Shauna S. Roberts (born September 17, 1956 in Beavercreek, Ohio) is an American science fiction author, science writer and medical writer.

Personal background and education
In addition to Ohio, Roberts has lived in Pennsylvania, Illinois, Iowa, the District of Columbia and New Orleans.  She now resides in Riverside, California. She received her B.A. in Anthropology from the University of Pennsylvania in 1977, and her Ph.D. in Anthropology from Northwestern University in 1984.  She attended the Clarion Writers Workshop in 2009. She is a current member of the Orange County Science Fiction Club.

Science and medical writing
Roberts was editor of the American Association for the Advancement of Science's Guide to Biotechnology Products And Instruments from 1986 to 1989, and wrote for The Journal of NIH Research, from 1989 to 1990.

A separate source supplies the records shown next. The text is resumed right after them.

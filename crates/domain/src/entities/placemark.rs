//! Reverse-geocoded placemark

use serde::{Deserialize, Serialize};

/// Name shown when a placemark has no usable parts
pub const CURRENT_LOCATION: &str = "Current location";

/// Human-readable parts of a reverse-geocoded coordinate
#[derive(Debug, Clone, Default, PartialEq, Eq, Serialize, Deserialize)]
pub struct Placemark {
    /// City, town or village
    pub locality: Option<String>,
    /// State or region
    pub administrative_area: Option<String>,
    /// Country name
    pub country: Option<String>,
}

impl Placemark {
    /// Join the non-empty parts with `", "`, or fall back to [`CURRENT_LOCATION`]
    #[must_use]
    pub fn display_name(&self) -> String {
        let parts: Vec<&str> = [&self.locality, &self.administrative_area, &self.country]
            .into_iter()
            .filter_map(|p| p.as_deref())
            .filter(|p| !p.is_empty())
            .collect();

        if parts.is_empty() {
            CURRENT_LOCATION.to_string()
        } else {
            parts.join(", ")
        }
    }
}

#[cfg(test)]
mod tests {
    use super::*;

    #[test]
    fn all_parts() {
        let p = Placemark {
            locality: Some("Mumbai".to_string()),
            administrative_area: Some("Maharashtra".to_string()),
            country: Some("India".to_string()),
        };
        assert_eq!(p.display_name(), "Mumbai, Maharashtra, India");
    }

    #[test]
    fn skips_empty_parts() {
        let p = Placemark {
            locality: Some(String::new()),
            administrative_area: None,
            country: Some("Germany".to_string()),
        };
        assert_eq!(p.display_name(), "Germany");
    }

    #[test]
    fn empty_falls_back() {
        assert_eq!(Placemark::default().display_name(), "Current location");
    }
}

Her nonfiction works outnumber her fiction credits, which are more recent. She wrote the American Diabetes Association's award-winning patient newsletter, The Diabetes Advisor, during its entire period of publication (1993–1999).  She co-authored Basic Demographic Observations on Free-Ranging Rhesus Monkeys (with Donald Stone Sade, Diane Chepko-Sade, Jonathan M. Schneider, and Joan T. Richtsmeier) (1985) and The Commonsense Guide to Weight Loss for People with Diabetes (with Barbara Caleen Hansen) (1999).  She has written numerous articles in such venues as Diabetes Forecast, Diabetes Care, Diabetes Self-Management, The Journal of NIH Research, Science, The FASEB Journal, Analytical Chemistry, Modern Drug Discovery, Veterans Health System Journal, Ocular Surgery News, Oncology News International, Caring Today, and The Bark.

Fiction writing
Roberts's published short stories include:

"Slipping Into Love", in the anthology Pleasure of the Heart and Other Stories (2002).
"Insipid Love Songs", Fables (August 2003).
"My Father's New Wife", Andromeda Spaceways Inflight Magazine (February/March 2004).
"Hero Home", in the anthology Clash of Steel, Book One: Reluctant Hero. (2005).
"The Hunt", Continuum Science Fiction (Fall 2006).
"A Llama's Tale", Space Westerns (27 January 2008).
"Elessa the Restless", in the anthology Barren Worlds (2008).
"Coyote and the Gamblers", in the anthology Return to Luna (2008).
"Ennui", Night to Dawn (April 2009).
"The Hunt", Jim Baen's Universe (February 2010).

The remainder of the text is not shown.